Collected data:
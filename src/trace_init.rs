#[cfg(feature = "trace")]
use std::path::Path;
#[cfg(feature = "trace")]
use std::sync::Once;

#[cfg(feature = "trace")]
static INIT: Once = Once::new();

#[cfg(feature = "trace")]
pub fn init_tracing(log_dir: &Path) {
    INIT.call_once(|| {
        let file_appender = tracing_appender::rolling::never(log_dir, "translit-trace.jsonl");
        let (non_blocking, guard) = tracing_appender::non_blocking(file_appender);
        std::mem::forget(guard); // batch tools exit via process::exit

        tracing_subscriber::fmt()
            .json()
            .with_writer(non_blocking)
            .with_target(true)
            .with_span_events(tracing_subscriber::fmt::format::FmtSpan::CLOSE)
            .with_env_filter(
                tracing_subscriber::EnvFilter::try_from_default_env()
                    .unwrap_or_else(|_| tracing_subscriber::EnvFilter::new("translit_engine=debug")),
            )
            .init();
    });
}

#[cfg(not(feature = "trace"))]
pub fn init_tracing(_log_dir: &std::path::Path) {}
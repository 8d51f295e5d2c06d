//! Mapping artifact I/O: the binary `TLMX` form and the JSON interchange
//! form. Every load path re-validates the record set, so a corrupted or
//! hand-edited artifact is rejected instead of producing a broken codec.

use std::fs;
use std::io;
use std::path::Path;

use tracing::debug;

use super::{IntegrityError, MappingRecord, MappingTable};

const MAGIC: &[u8; 4] = b"TLMX";
const VERSION: u8 = 1;
const HEADER_SIZE: usize = 5; // 4 bytes magic + 1 byte version

#[derive(Debug, thiserror::Error)]
pub enum StoreError {
    #[error("IO error: {0}")]
    Io(#[from] io::Error),

    #[error("invalid header (too short)")]
    InvalidHeader,

    #[error("invalid magic bytes (expected TLMX)")]
    InvalidMagic,

    #[error("unsupported version: {0}")]
    UnsupportedVersion(u8),

    #[error("serialization error: {0}")]
    Serialize(bincode::Error),

    #[error("deserialization error: {0}")]
    Deserialize(bincode::Error),

    #[error("JSON error: {0}")]
    Json(#[from] serde_json::Error),

    #[error("integrity check failed: {0}")]
    Integrity(#[from] IntegrityError),
}

impl MappingTable {
    pub fn to_bytes(&self) -> Result<Vec<u8>, StoreError> {
        let encoded = bincode::serialize(self.records()).map_err(StoreError::Serialize)?;
        let mut buf = Vec::with_capacity(HEADER_SIZE + encoded.len());
        buf.extend_from_slice(MAGIC);
        buf.push(VERSION);
        buf.extend_from_slice(&encoded);
        Ok(buf)
    }

    pub fn from_bytes(data: &[u8]) -> Result<Self, StoreError> {
        if data.len() < HEADER_SIZE {
            return Err(StoreError::InvalidHeader);
        }
        if &data[..4] != MAGIC {
            return Err(StoreError::InvalidMagic);
        }
        if data[4] != VERSION {
            return Err(StoreError::UnsupportedVersion(data[4]));
        }
        let records: Vec<MappingRecord> =
            bincode::deserialize(&data[HEADER_SIZE..]).map_err(StoreError::Deserialize)?;
        Ok(Self::from_records(records)?)
    }

    pub fn open(path: &Path) -> Result<Self, StoreError> {
        let data = fs::read(path)?;
        let table = Self::from_bytes(&data)?;
        debug!(records = table.len(), path = %path.display(), "loaded mapping artifact");
        Ok(table)
    }

    pub fn save(&self, path: &Path) -> Result<(), StoreError> {
        fs::write(path, self.to_bytes()?)?;
        debug!(records = self.len(), path = %path.display(), "wrote mapping artifact");
        Ok(())
    }

    /// The interchange form: a JSON array of `{character, code,
    /// frequency_rank}` records.
    pub fn to_json(&self) -> Result<String, StoreError> {
        Ok(serde_json::to_string_pretty(self.records())?)
    }

    pub fn from_json(json: &str) -> Result<Self, StoreError> {
        let records: Vec<MappingRecord> = serde_json::from_str(json)?;
        Ok(Self::from_records(records)?)
    }
}
use std::collections::{BTreeMap, HashSet};
use std::error::Error;
use std::fs;
use std::io::{self, Read};
use std::path::Path;
use std::process;

use clap::{Parser, Subcommand};
use unicode_width::UnicodeWidthChar;

use translit_engine::codespace::{self, MAX_CODE_LENGTH_LIMIT};
use translit_engine::stats::{CompressionReport, CoverageStats};
use translit_engine::{
    build_mapping, BuildConfig, CharFrequency, FrequencyAccumulator, MappingTable, Strategy,
    Transliterator,
};

#[derive(Parser)]
#[command(name = "translitool", about = "Mapping-table build and codec diagnostics")]
struct Cli {
    #[command(subcommand)]
    command: Command,
}

#[derive(Subcommand)]
enum Command {
    /// Count character frequencies in corpus files and write a ranking
    Analyze {
        /// UTF-8 corpus files
        #[arg(required = true)]
        corpus: Vec<String>,
        /// Output ranking file
        #[arg(short, long)]
        output: String,
        /// Drop characters seen fewer times than this
        #[arg(long, default_value = "1")]
        min_frequency: u64,
        /// Write a tab-separated listing instead of the JSON ranking
        #[arg(long)]
        tsv: bool,
        /// Number of top characters to show in the summary
        #[arg(long, default_value = "10")]
        top: usize,
    },

    /// Build a mapping artifact from a JSON ranking
    Build {
        /// Ranking produced by `analyze`
        ranking_file: String,
        /// Output artifact path
        output_file: String,
        /// Assignment strategy: basic, tokenizer-optimized, hybrid
        #[arg(long, default_value = "basic")]
        strategy: String,
        /// Tokenizer vocabulary file, one token per line
        #[arg(long)]
        vocab: Option<String>,
        /// Build configuration TOML (defaults are embedded)
        #[arg(long)]
        config: Option<String>,
        /// Write the JSON interchange form instead of the binary artifact
        #[arg(long)]
        json: bool,
    },

    /// Show statistics for a mapping artifact
    Info {
        /// Artifact path (.tlm, or .json interchange form)
        artifact: String,
    },

    /// Encode source text to its Latin form
    Encode {
        artifact: String,
        /// Input file (stdin when omitted)
        input: Option<String>,
        /// Output file (stdout when omitted)
        #[arg(short, long)]
        output: Option<String>,
    },

    /// Decode a Latin form back to source text
    Decode {
        artifact: String,
        /// Input file (stdin when omitted)
        input: Option<String>,
        /// Output file (stdout when omitted)
        #[arg(short, long)]
        output: Option<String>,
    },

    /// Round-trip corpus files and report coverage and compression
    Verify {
        artifact: String,
        #[arg(required = true)]
        corpus: Vec<String>,
    },

    /// Print the code-space capacity schedule
    Capacity {
        #[arg(long, default_value = "4")]
        max_length: usize,
    },
}

fn main() {
    translit_engine::trace_init::init_tracing(&std::env::temp_dir());

    let cli = Cli::parse();
    if let Err(e) = run(cli.command) {
        eprintln!("Error: {e}");
        process::exit(1);
    }
}

fn run(command: Command) -> Result<(), Box<dyn Error>> {
    match command {
        Command::Analyze {
            corpus,
            output,
            min_frequency,
            tsv,
            top,
        } => analyze(&corpus, &output, min_frequency, tsv, top),
        Command::Build {
            ranking_file,
            output_file,
            strategy,
            vocab,
            config,
            json,
        } => build(
            &ranking_file,
            &output_file,
            &strategy,
            vocab.as_deref(),
            config.as_deref(),
            json,
        ),
        Command::Info { artifact } => info(&artifact),
        Command::Encode {
            artifact,
            input,
            output,
        } => codec(&artifact, input.as_deref(), output.as_deref(), true),
        Command::Decode {
            artifact,
            input,
            output,
        } => codec(&artifact, input.as_deref(), output.as_deref(), false),
        Command::Verify { artifact, corpus } => verify(&artifact, &corpus),
        Command::Capacity { max_length } => capacity(max_length),
    }
}

/// Load an artifact, accepting either the binary or the JSON interchange form.
fn open_artifact(path: &str) -> Result<MappingTable, Box<dyn Error>> {
    if path.ends_with(".json") {
        Ok(MappingTable::from_json(&fs::read_to_string(path)?)?)
    } else {
        Ok(MappingTable::open(Path::new(path))?)
    }
}

/// Render a character for terminal output, padded to a fixed column width.
fn show_char(ch: char) -> String {
    if ch.is_whitespace() || ch.is_control() {
        format!("{}", ch.escape_unicode())
    } else {
        let width = ch.width().unwrap_or(1);
        format!("{}{}", ch, " ".repeat(2_usize.saturating_sub(width)))
    }
}

fn analyze(
    corpus: &[String],
    output: &str,
    min_frequency: u64,
    tsv: bool,
    top: usize,
) -> Result<(), Box<dyn Error>> {
    let mut acc = FrequencyAccumulator::new();
    for path in corpus {
        eprintln!("Analyzing {path}...");
        acc.count_file(Path::new(path))?;
    }

    let ranking = acc.ranking(min_frequency);

    eprintln!("Total characters analyzed: {}", acc.total_chars());
    eprintln!("Unique characters found:   {}", acc.unique_chars());
    eprintln!();
    eprintln!("Top {} most frequent characters:", top.min(ranking.len()));
    for (i, entry) in ranking.iter().take(top).enumerate() {
        let percentage = entry.count as f64 / acc.total_chars().max(1) as f64 * 100.0;
        eprintln!(
            "{:>3}. {} U+{:04X}  {:>10}  ({percentage:.2}%)",
            i + 1,
            show_char(entry.character),
            entry.character as u32,
            entry.count,
        );
    }

    let serialized = if tsv {
        let mut buf = String::new();
        for entry in &ranking {
            buf.push_str(&format!(
                "{}\tU+{:04X}\t{}\n",
                entry.character, entry.character as u32, entry.count
            ));
        }
        buf
    } else {
        serde_json::to_string_pretty(&ranking)?
    };
    fs::write(output, serialized)?;

    eprintln!();
    eprintln!("Wrote {} entries to {output}", ranking.len());
    Ok(())
}

fn build(
    ranking_file: &str,
    output_file: &str,
    strategy_name: &str,
    vocab_file: Option<&str>,
    config_file: Option<&str>,
    json: bool,
) -> Result<(), Box<dyn Error>> {
    let strategy = Strategy::from_name(strategy_name).ok_or_else(|| {
        format!("unknown strategy '{strategy_name}' (available: basic, tokenizer-optimized, hybrid)")
    })?;

    let config = match config_file {
        Some(path) => BuildConfig::from_toml_str(&fs::read_to_string(path)?)?,
        None => BuildConfig::default(),
    };

    let vocabulary: Option<HashSet<String>> = match vocab_file {
        Some(path) => {
            let tokens: HashSet<String> = fs::read_to_string(path)?
                .lines()
                .map(str::trim)
                .filter(|line| !line.is_empty())
                .map(str::to_string)
                .collect();
            eprintln!("Loaded {} vocabulary tokens", tokens.len());
            Some(tokens)
        }
        None => None,
    };

    let ranking: Vec<CharFrequency> = serde_json::from_str(&fs::read_to_string(ranking_file)?)?;
    eprintln!("Strategy: {strategy}");
    eprintln!(
        "Assigning codes to {} ranked characters (max length {})...",
        ranking.len(),
        config.max_code_length
    );

    let table = build_mapping(&ranking, strategy, &config, vocabulary.as_ref())?;
    if json {
        fs::write(output_file, table.to_json()?)?;
    } else {
        table.save(Path::new(output_file))?;
    }

    let file_size = fs::metadata(output_file).map(|m| m.len()).unwrap_or(0);
    eprintln!(
        "Wrote {output_file} ({:.1} KB, {} records)",
        file_size as f64 / 1024.0,
        table.len()
    );
    Ok(())
}

fn info(artifact: &str) -> Result<(), Box<dyn Error>> {
    let table = open_artifact(artifact)?;

    let file_size = fs::metadata(artifact).map(|m| m.len()).unwrap_or(0);
    println!("Artifact:        {artifact}");
    println!("File size:       {:.1} KB", file_size as f64 / 1024.0);
    println!("Records:         {}", table.len());
    println!("Max code length: {}", table.max_code_length());

    let mut by_length: BTreeMap<usize, usize> = BTreeMap::new();
    for record in table.records() {
        *by_length.entry(record.code.len()).or_insert(0) += 1;
    }
    println!();
    println!("Codes by length:");
    for (len, count) in &by_length {
        println!("  {len}: {count}");
    }

    println!();
    println!("Sample mappings:");
    for record in table.records().iter().take(10) {
        println!(
            "  {} U+{:04X}  rank {:>4}  → {}",
            show_char(record.character),
            record.character as u32,
            record.frequency_rank,
            record.code
        );
    }
    Ok(())
}

fn codec(
    artifact: &str,
    input: Option<&str>,
    output: Option<&str>,
    encode: bool,
) -> Result<(), Box<dyn Error>> {
    let engine = Transliterator::new(open_artifact(artifact)?);

    let text = match input {
        Some(path) => fs::read_to_string(path)?,
        None => {
            let mut buf = String::new();
            io::stdin().read_to_string(&mut buf)?;
            buf
        }
    };

    let result = if encode {
        engine.to_latin(&text)?
    } else {
        engine.from_latin(&text)?
    };

    match output {
        Some(path) => fs::write(path, result)?,
        None => print!("{result}"),
    }
    Ok(())
}

fn verify(artifact: &str, corpus: &[String]) -> Result<(), Box<dyn Error>> {
    let engine = Transliterator::new(open_artifact(artifact)?);

    let mut report = CompressionReport::default();
    let mut coverage = CoverageStats::default();
    let mut failed_lines = 0usize;

    for path in corpus {
        eprintln!("Verifying {path}...");
        let text = fs::read_to_string(path)?;

        for (line_no, line) in text.lines().enumerate() {
            if !engine.is_lossless(line) {
                failed_lines += 1;
                if failed_lines <= 5 {
                    eprintln!("  round-trip mismatch at {path}:{}", line_no + 1);
                }
            }
        }

        let latin = engine.to_latin(&text)?;
        report.accumulate(&CompressionReport::compare(&text, &latin));

        let file_coverage = engine.coverage(&text);
        coverage.mapped += file_coverage.mapped;
        coverage.unmapped += file_coverage.unmapped;
        coverage.total += file_coverage.total;
    }

    println!("Mapping coverage:  {:.2}%", coverage.ratio() * 100.0);
    println!(
        "Bytes:             {} → {} ({:.2}x)",
        report.original_bytes,
        report.latin_bytes,
        report.byte_ratio()
    );
    println!(
        "Chars:             {} → {} ({:.2}x)",
        report.original_chars,
        report.latin_chars,
        report.char_ratio()
    );

    if failed_lines > 0 {
        return Err(format!("{failed_lines} lines failed the round-trip check").into());
    }
    println!("Round trip:        OK");
    Ok(())
}

fn capacity(max_length: usize) -> Result<(), Box<dyn Error>> {
    if max_length == 0 || max_length > MAX_CODE_LENGTH_LIMIT {
        return Err(format!("max length must be in 1..={MAX_CODE_LENGTH_LIMIT}").into());
    }

    println!("{:<8} {:<16} {:>14} {:>14}", "Length", "Pattern", "Capacity", "Cumulative");
    for len in 1..=max_length {
        let first = format!("A{}", "a".repeat(len - 1));
        let last = format!("Z{}", "z".repeat(len - 1));
        println!(
            "{len:<8} {:<16} {:>14} {:>14}",
            format!("{first}..{last}"),
            codespace::block_size(len),
            codespace::capacity(len)
        );
    }
    Ok(())
}
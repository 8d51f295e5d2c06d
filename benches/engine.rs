use criterion::{black_box, criterion_group, criterion_main, Criterion};

use translit_engine::{build_mapping, BuildConfig, CharFrequency, Strategy, Transliterator};

fn bench_engine() -> Transliterator {
    // Tibetan block, tsheg first, roughly the shape of a trained ranking.
    let mut chars = vec!['་', '།'];
    chars.extend('\u{0F40}'..='\u{0F6C}');
    let ranking: Vec<CharFrequency> = chars
        .iter()
        .enumerate()
        .map(|(i, &character)| CharFrequency {
            character,
            count: 10_000 / (i as u64 + 1),
        })
        .collect();

    let config = BuildConfig::default();
    let table = build_mapping(&ranking, Strategy::Basic, &config, None).expect("bench table");
    Transliterator::new(table)
}

fn sample_text() -> String {
    "བོད་སྐད་ནི་བོད་ཀྱི་སྐད་ཡིག་ཡིན། mixed ASCII 123 "
        .repeat(100)
}

fn bench_to_latin(c: &mut Criterion) {
    let engine = bench_engine();
    let text = sample_text();

    c.bench_function("to_latin", |b| {
        b.iter(|| engine.to_latin(black_box(&text)).unwrap())
    });
}

fn bench_from_latin(c: &mut Criterion) {
    let engine = bench_engine();
    let latin = engine.to_latin(&sample_text()).unwrap();

    c.bench_function("from_latin", |b| {
        b.iter(|| engine.from_latin(black_box(&latin)).unwrap())
    });
}

criterion_group!(benches, bench_to_latin, bench_from_latin);
criterion_main!(benches);
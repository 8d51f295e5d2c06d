//! Build configuration loaded from TOML.
//!
//! Defaults are embedded via `include_str!`; callers may parse their own
//! TOML with [`BuildConfig::from_toml_str`].

use serde::Deserialize;

use crate::codespace::MAX_CODE_LENGTH_LIMIT;

pub const DEFAULT_CONFIG_TOML: &str = include_str!("default_config.toml");

#[derive(Debug, thiserror::Error)]
pub enum ConfigError {
    #[error("TOML parse error: {0}")]
    Parse(String),
    #[error("invalid value for {field}: {reason}")]
    InvalidValue { field: &'static str, reason: String },
}

#[derive(Deserialize)]
struct ConfigFile {
    build: BuildConfig,
}

#[derive(Debug, Clone, Deserialize)]
pub struct BuildConfig {
    pub max_code_length: usize,
    pub lookahead_window: usize,
    pub min_frequency: u64,
}

impl Default for BuildConfig {
    fn default() -> Self {
        // The embedded defaults are validated by tests, so this cannot fail.
        BuildConfig::from_toml_str(DEFAULT_CONFIG_TOML).expect("embedded default config is valid")
    }
}

impl BuildConfig {
    pub fn from_toml_str(toml_str: &str) -> Result<Self, ConfigError> {
        let file: ConfigFile =
            toml::from_str(toml_str).map_err(|e| ConfigError::Parse(e.to_string()))?;
        file.build.validate()?;
        Ok(file.build)
    }

    fn validate(&self) -> Result<(), ConfigError> {
        if self.max_code_length == 0 || self.max_code_length > MAX_CODE_LENGTH_LIMIT {
            return Err(ConfigError::InvalidValue {
                field: "max_code_length",
                reason: format!(
                    "{} is outside 1..={MAX_CODE_LENGTH_LIMIT}",
                    self.max_code_length
                ),
            });
        }
        if self.lookahead_window == 0 {
            return Err(ConfigError::InvalidValue {
                field: "lookahead_window",
                reason: "must be at least 1".into(),
            });
        }
        Ok(())
    }
}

#### [What is required]
The answer must consist of every line from the data that contains the word "None".

#### [Output]
        None => BuildConfig::default(),
        None => None,
        None => {
        None => print!("{result}"),
    let table = build_mapping(&ranking, Strategy::Basic, &config, None).expect("bench table");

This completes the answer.